As of the time of writing this Advisory, the Internal Revenue Service has not issued an opinion concerning the “elective community property” regime and whether IRS will recognize a full step up in cost basis for all assets held in a community property trust.
How property is classified —whether as community property or as common law property—may affect various rights of ownership, including the right to receive income from the property, management and control of the property, the ability to make gifts, division in the event of divorce, and rights to dispose of the property at death.
Moving From a Common Law State to a Community Property State
Community property states have different systems for treating the property of spouses who have migrated from common law states. Usually, assets acquired in community property states are community property, and assets acquired in common law states are separate property. However, some community property states, such as California, have a system of quasi-community property, which converts into community property any property that would have been community property had it been acquired in that state. Other community property states, such as Texas, do not change the classification of property that was acquired while living elsewhere.

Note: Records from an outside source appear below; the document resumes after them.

use donormap_entities::{
    donor::{DonorPosting, NewDonorPosting, PostingDraft},
    geo::MapPoint,
};
use thiserror::Error;

use crate::usecases::{new_posting_from_draft, PostingInvalidation};

/// Lifecycle of a posting draft, from map click to server response.
#[derive(Debug, Clone, Default, PartialEq)]
pub enum DraftState {
    #[default]
    Empty,
    Capturing {
        pos: MapPoint,
    },
    Submitting {
        pos: MapPoint,
    },
    Succeeded {
        posting: DonorPosting,
    },
    /// The draft survives a failed submission so the user can correct and
    /// retry without picking the coordinate again.
    Failed {
        pos: MapPoint,
        message: String,
    },
}

#[derive(Debug, Clone, Copy, PartialEq, Eq, Error)]
pub enum CaptureError {
    #[error("Coordinate out of geographic range")]
    InvalidCoordinate,
    #[error("A submission is still in progress")]
    SubmissionPending,
}

#[derive(Debug, Clone, PartialEq, Eq, Error)]
pub enum SubmitError {
    #[error("No coordinate has been captured")]
    NoCoordinate,
    #[error("A submission is still in progress")]
    SubmissionPending,
    #[error("The posting fields are invalid")]
    Invalid(Vec<PostingInvalidation>),
}

/// Pure state machine behind the "add donor" form.
///
/// The machine never talks to the network itself: `begin_submit` hands a
/// validated creation payload to the caller, which reports the outcome
/// back via `submit_succeeded`/`submit_failed`.
#[derive(Debug, Default)]
pub struct PostingDraftWorkflow {
    state: DraftState,
}

impl PostingDraftWorkflow {
    pub fn new() -> Self {
        Self::default()
    }

    pub const fn state(&self) -> &DraftState {
        &self.state
    }

    /// Records the map coordinate the user clicked.
    pub fn capture(&mut self, lat: f64, lng: f64) -> Result<MapPoint, CaptureError> {
        if matches!(self.state, DraftState::Submitting { .. }) {
            return Err(CaptureError::SubmissionPending);
        }
        let pos = MapPoint::try_from_lat_lng_deg(lat, lng)
            .map_err(|_| CaptureError::InvalidCoordinate)?;
        self.state = DraftState::Capturing { pos };
        Ok(pos)
    }

    /// Validates the draft and merges it with the captured coordinate.
    ///
    /// On success the workflow is `Submitting` and the returned payload is
    /// ready for the gateway. Validation failures leave the state (and the
    /// captured coordinate) untouched.
    pub fn begin_submit(&mut self, draft: &PostingDraft) -> Result<NewDonorPosting, SubmitError> {
        let pos = match &self.state {
            DraftState::Capturing { pos } | DraftState::Failed { pos, .. } => *pos,
            DraftState::Submitting { .. } => return Err(SubmitError::SubmissionPending),
            DraftState::Empty | DraftState::Succeeded { .. } => {
                return Err(SubmitError::NoCoordinate)
            }
        };
        let posting = new_posting_from_draft(draft, pos).map_err(SubmitError::Invalid)?;
        self.state = DraftState::Submitting { pos };
        Ok(posting)
    }

    pub fn submit_succeeded(&mut self, posting: DonorPosting) {
        debug_assert!(matches!(self.state, DraftState::Submitting { .. }));
        self.state = DraftState::Succeeded { posting };
    }

    pub fn submit_failed(&mut self, message: impl Into<String>) {
        if let DraftState::Submitting { pos } = &self.state {
            self.state = DraftState::Failed {
                pos: *pos,
                message: message.into(),
            };
        }
    }

    /// Dismissing the form drops the draft entirely.
    pub fn dismiss(&mut self) {
        self.state = DraftState::Empty;
    }
}
use donormap_core::gateways::donors::DonorGateway;
use donormap_entities::id::Id;

use crate::Result;

/// Removes a posting for good.
pub async fn delete_posting<G>(gateway: &G, id: &Id) -> Result<()>
where
    G: DonorGateway,
{
    gateway.delete(id).await.map_err(|err| {
        warn!("Failed to delete posting {id}: {err}");
        err
    })?;
    info!("Deleted posting {id}");
    Ok(())
}
use donormap_entities::geo::{MapBbox, MapPoint};
use thiserror::Error;

use crate::util::validate;

/// The rectangular map area currently visible, projected to geographic
/// degrees with `x` as longitude and `y` as latitude.
#[derive(Debug, Clone, Copy, PartialEq)]
pub struct Extent {
    pub x_min: f64,
    pub y_min: f64,
    pub x_max: f64,
    pub y_max: f64,
}

#[derive(Debug, Clone, Copy, PartialEq, Eq, Error)]
#[error("Invalid viewport extent")]
pub struct InvalidExtent;

/// Normalizes a viewport extent into the bounding box used as a search
/// query region.
///
/// Wide zoom levels routinely overshoot the valid coordinate range at the
/// edges; overshoot is clamped rather than rejected. Non-finite values,
/// inverted extents, and extents that collapse to a line or point are
/// malformed and rejected.
pub fn bbox_from_extent(extent: &Extent) -> Result<MapBbox, InvalidExtent> {
    let Extent {
        x_min,
        y_min,
        x_max,
        y_max,
    } = *extent;
    if ![x_min, y_min, x_max, y_max].iter().all(|deg| deg.is_finite()) {
        return Err(InvalidExtent);
    }
    if x_min > x_max || y_min > y_max {
        return Err(InvalidExtent);
    }
    let sw = MapPoint::from_lat_lng_deg(y_min.clamp(-90.0, 90.0), x_min.clamp(-180.0, 180.0));
    let ne = MapPoint::from_lat_lng_deg(y_max.clamp(-90.0, 90.0), x_max.clamp(-180.0, 180.0));
    let bbox = MapBbox::new(sw, ne);
    if !validate::is_valid_bbox(&bbox) {
        return Err(InvalidExtent);
    }
    Ok(bbox)
}
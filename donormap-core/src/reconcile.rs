use donormap_entities::{donor::DonorPosting, geo::MapPoint};

use crate::gateways::render::RenderSurface;

/// A single renderable point marker.
///
/// `object_id` is the posting's position within the current batch. It is
/// local to the render surface and never stable across batches.
#[derive(Debug, Clone, Copy, PartialEq, Eq)]
pub struct PointFeature {
    pub object_id: usize,
    pub geometry: MapPoint,
}

/// The complete set of markers currently handed to the render surface.
#[derive(Debug, Clone, Default, PartialEq, Eq)]
pub struct RenderedFeatureSet {
    features: Vec<PointFeature>,
}

impl RenderedFeatureSet {
    pub fn features(&self) -> &[PointFeature] {
        &self.features
    }

    pub fn len(&self) -> usize {
        self.features.len()
    }

    pub fn is_empty(&self) -> bool {
        self.features.is_empty()
    }
}

/// Projects a batch of postings into point features, one per posting, in
/// input order. An empty batch yields an empty set.
pub fn project_features(postings: &[DonorPosting]) -> RenderedFeatureSet {
    let features = postings
        .iter()
        .enumerate()
        .map(|(object_id, posting)| PointFeature {
            object_id,
            geometry: posting.pos,
        })
        .collect();
    RenderedFeatureSet { features }
}

/// Swaps fresh query results into the render surface.
///
/// Every apply supersedes the previous marker set wholesale through a
/// single `replace_features` call. Re-applying an identical batch leaves
/// the surface untouched, so repeated applications of the same result are
/// observably idempotent.
#[derive(Debug)]
pub struct FeatureReconciler<S> {
    surface: S,
    rendered: RenderedFeatureSet,
}

impl<S: RenderSurface> FeatureReconciler<S> {
    pub fn new(surface: S) -> Self {
        Self {
            surface,
            rendered: RenderedFeatureSet::default(),
        }
    }

    pub fn surface(&self) -> &S {
        &self.surface
    }

    pub fn rendered(&self) -> &RenderedFeatureSet {
        &self.rendered
    }

    pub fn apply(&mut self, postings: &[DonorPosting]) -> &RenderedFeatureSet {
        let next = project_features(postings);
        if next == self.rendered {
            log::debug!("Feature set of {} markers is unchanged", next.len());
        } else {
            self.surface.replace_features(next.clone());
            self.rendered = next;
        }
        &self.rendered
    }
}
use donormap_entities::geo::MapBbox;
use lazy_static::lazy_static;
use regex::Regex;

pub use fast_chemail::is_valid_email;

lazy_static! {
    // Leading `00` or `+`, then 11 to 13 digits.
    static ref CONTACT_NUMBER: Regex = Regex::new(r"^(00|\+)\d{11,13}$").unwrap();
}

pub fn is_valid_contact_number(nr: &str) -> bool {
    CONTACT_NUMBER.is_match(nr)
}

pub fn is_valid_bbox(bbox: &MapBbox) -> bool {
    bbox.is_valid() && !bbox.is_empty()
}
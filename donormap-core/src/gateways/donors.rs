use async_trait::async_trait;
use donormap_entities::{
    donor::{DonorPosting, DonorPostingUpdate, NewDonorPosting},
    geo::MapBbox,
    id::Id,
};
use thiserror::Error;

#[derive(Debug, Error)]
pub enum Error {
    #[error("The requested posting could not be found")]
    NotFound,
    #[error("The donor service rejected the request: {0}")]
    Rejected(String),
    #[error(transparent)]
    Other(#[from] anyhow::Error),
}

pub type Result<T> = std::result::Result<T, Error>;

/// Remote donor posting service.
///
/// The transport (conventional JSON over HTTP in production) lives with
/// the embedding application; the engine only depends on this contract.
/// `id` and `ip` of created postings are assigned by the service.
#[async_trait]
pub trait DonorGateway: Send + Sync {
    /// All postings located inside the given bounding box.
    async fn search(&self, bbox: &MapBbox) -> Result<Vec<DonorPosting>>;

    async fn create(&self, posting: &NewDonorPosting) -> Result<DonorPosting>;

    /// Rejects unknown ids with [`Error::NotFound`].
    async fn update(&self, id: &Id, update: &DonorPostingUpdate) -> Result<DonorPosting>;

    async fn get(&self, id: &Id) -> Result<DonorPosting>;

    async fn delete(&self, id: &Id) -> Result<()>;
}
use donormap_entities::{geo::MapBbox, time::TimestampMs};
use time::Duration;

pub type RequestSeq = u64;

/// A search the scheduler has admitted. The caller runs the query and
/// reports back with [`SearchThrottle::complete`].
#[derive(Debug, Clone, Copy, PartialEq, Eq)]
pub struct SearchJob {
    pub seq: RequestSeq,
    pub bbox: MapBbox,
}

/// Classification of a finished search against the newest issued request.
#[derive(Debug, Clone, Copy, PartialEq, Eq)]
pub enum Freshness {
    /// The newest request; its result may be applied to the render surface.
    Fresh,
    /// Superseded by a later request; its result must be discarded.
    Stale,
}

/// Admission control for bounding-box searches.
///
/// Viewport extents change rapidly while the user pans and zooms, and the
/// push channel can fire at any moment. The throttle admits at most one
/// search per cooldown window and remembers only the latest requested box
/// in between, so a burst of triggers collapses into a single query for
/// the final viewport.
///
/// The machine is driven entirely by its caller: every method takes the
/// current time as an argument and none of them block. Requests carry
/// monotonically increasing sequence numbers; a response whose sequence
/// number no longer matches the newest issued request is reported as
/// [`Freshness::Stale`]. A request that outlives the cooldown window is
/// written off when the next queued box is due, which means its eventual
/// response turns stale instead of blocking progress.
///
/// One instance belongs to exactly one map view and is dropped with it.
#[derive(Debug)]
pub struct SearchThrottle {
    cooldown: Duration,
    last_issued_at: Option<TimestampMs>,
    queued: Option<MapBbox>,
    in_flight: Option<RequestSeq>,
    seq: RequestSeq,
}

impl SearchThrottle {
    pub fn new(cooldown: Duration) -> Self {
        Self {
            cooldown,
            last_issued_at: None,
            queued: None,
            in_flight: None,
            seq: 0,
        }
    }

    pub const fn cooldown(&self) -> Duration {
        self.cooldown
    }

    fn cooling(&self, now: TimestampMs) -> bool {
        self.last_issued_at
            .is_some_and(|at| now - at < self.cooldown)
    }

    fn issue(&mut self, bbox: MapBbox, now: TimestampMs) -> SearchJob {
        self.seq += 1;
        self.in_flight = Some(self.seq);
        self.last_issued_at = Some(now);
        self.queued = None;
        SearchJob {
            seq: self.seq,
            bbox,
        }
    }

    /// Feeds a trigger event (initial load, viewport change, or push
    /// notification resolved to the current viewport) into the machine.
    ///
    /// Returns the search to run if the trigger is admitted; otherwise the
    /// box is queued, overwriting any previously queued one.
    pub fn trigger(&mut self, bbox: MapBbox, now: TimestampMs) -> Option<SearchJob> {
        if self.cooling(now) || self.in_flight.is_some() {
            self.queued = Some(bbox);
            return None;
        }
        Some(self.issue(bbox, now))
    }

    /// Marks the search with the given sequence number as finished,
    /// successfully or not. A failed search completes its cycle like any
    /// other; the next trigger retries naturally.
    pub fn complete(&mut self, seq: RequestSeq) -> Freshness {
        if self.in_flight == Some(seq) {
            self.in_flight = None;
        }
        if seq == self.seq {
            Freshness::Fresh
        } else {
            Freshness::Stale
        }
    }

    /// Releases the queued box once the cooldown window has elapsed.
    ///
    /// Callers invoke this after [`complete`](Self::complete) and whenever
    /// [`next_deadline`](Self::next_deadline) passes.
    pub fn poll(&mut self, now: TimestampMs) -> Option<SearchJob> {
        if self.cooling(now) {
            return None;
        }
        let bbox = self.queued?;
        Some(self.issue(bbox, now))
    }

    /// The instant at which [`poll`](Self::poll) will make progress, or
    /// `None` while no work is queued.
    pub fn next_deadline(&self) -> Option<TimestampMs> {
        self.queued?;
        self.last_issued_at.map(|at| at + self.cooldown)
    }
}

Whether or not a community property state reclassifies property acquired elsewhere may be of great significance, especially with respect to a spouse who does not work or otherwise have financial assets. Because property acquired by the working spouse is considered separate property in common law states, most common law states have statutes providing for an elective or forced share in a deceased spouse’s estate to protect a non-working spouse from being involuntarily divested of all property acquired during a marriage. When a couple moves to a state like California, the property acquired by the working spouse becomes quasi-community property, and the non-working spouse is entitled to half of each asset of the deceased spouse’s estate. This system protects the non-working spouse who moves from a common law state. In moving to a state like Texas, however, the classification of property acquired by the working spouse does not change, even though Texas does not have statutes to protect the non-working spouse from being divested of property acquired during the marriage. Thus, in such a case, if the working spouse died, the non-working spouse would have no statutory right to claim property acquired by the deceased spouse prior to the relocation and could be disinherited under the deceased spouse’s will.
Other Differences Among Community Property States. Community property rules differ in other ways. For example, in some states, income from separate property is separate property, while in other states, income from separate property becomes community property. States with quasi-community property systems also disagree as to whether
the non-working spouse is entitled to one-half of the value of the total quasi-community property or to one-half of each asset.
Moving From a Community Property State to a Common Law State
Generally, common law states treat property acquired during marriage while living in a community property state as jointly-held property in which each spouse has an undivided one-half interest. However, to the extent the common law state also has an elective or forced share statutory right in a surviving spouse, that right usually will not extend to the undivided one-half interest deemed to be owned by the deceased spouse.
Given the significant differences between community property states and common law states, it is important to understand how a state’s particular system will affect you before you move. It is also important to find out to what extent the state law system can be overridden by the provisions of a properly executed will or other testamentary disposition.